| Goal of the exercise |
Look for the string "band" in the data below, and copy each line that holds it.

[Task data — start]

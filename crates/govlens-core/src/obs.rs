//! Structured observability hooks for dashboard runs.
//!
//! This module provides:
//! - Run-scoped tracing spans via `run_span`
//! - Emission functions for key events: run start, fetch outcome, run finish, scoring
//!
//! Filter with `RUST_LOG` (e.g. `RUST_LOG=govlens_core=debug`).

use tracing::{info, warn};
use uuid::Uuid;

/// Fresh random id for one dashboard run.
pub fn new_run_id() -> String {
    Uuid::new_v4().to_string()
}

/// Span tagged with `run_id`; attach it to a run's future with
/// [`tracing::Instrument::instrument`] so the id survives task hops.
///
/// # Example
///
/// ```ignore
/// dashboard.load().instrument(run_span(&run_id)).await
/// ```
pub fn run_span(run_id: &str) -> tracing::Span {
    tracing::info_span!("govlens.run", run_id = %run_id)
}

/// Emit event: dashboard run started against `host`.
pub fn emit_run_started(run_id: &str, host: &str) {
    info!(event = "run.started", run_id = %run_id, host = %host);
}

/// Emit event: one resource fetched.
pub fn emit_fetch_completed(resource: &str, key: Option<&str>, count: usize) {
    info!(
        event = "fetch.completed",
        resource = %resource,
        key = key.unwrap_or("-"),
        count = count,
    );
}

/// Emit event: one resource degraded to an empty result (warning level).
///
/// `status` is the HTTP status when the server answered at all.
pub fn emit_fetch_degraded(
    resource: &str,
    key: Option<&str>,
    status: Option<u16>,
    error: &dyn std::fmt::Display,
) {
    let status = status.map_or_else(|| "-".to_string(), |s| s.to_string());
    warn!(
        event = "fetch.degraded",
        resource = %resource,
        key = key.unwrap_or("-"),
        status = %status,
        error = %error,
    );
}

/// Emit event: dashboard run finished.
pub fn emit_run_finished(run_id: &str, duration_ms: u64, bundles: usize, warnings: usize) {
    info!(
        event = "run.finished",
        run_id = %run_id,
        duration_ms = duration_ms,
        bundles = bundles,
        warnings = warnings,
    );
}

/// Emit event: an application was scored.
pub fn emit_application_scored(probability: f64, band: &str) {
    info!(event = "score.completed", probability = probability, band = %band);
}

#[cfg(test)]
mod tests {
    use super::*;

    #[test]
    fn test_run_span_create() {
        let span = run_span("test-run-id");
        let _entered = span.enter();
    }

    #[test]
    fn test_run_ids_differ() {
        assert_ne!(new_run_id(), new_run_id());
    }
}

[Task data — finish]

| Task solution |
pub fn emit_application_scored(probability: f64, band: &str) {
    info!(event = "score.completed", probability = probability, band = %band);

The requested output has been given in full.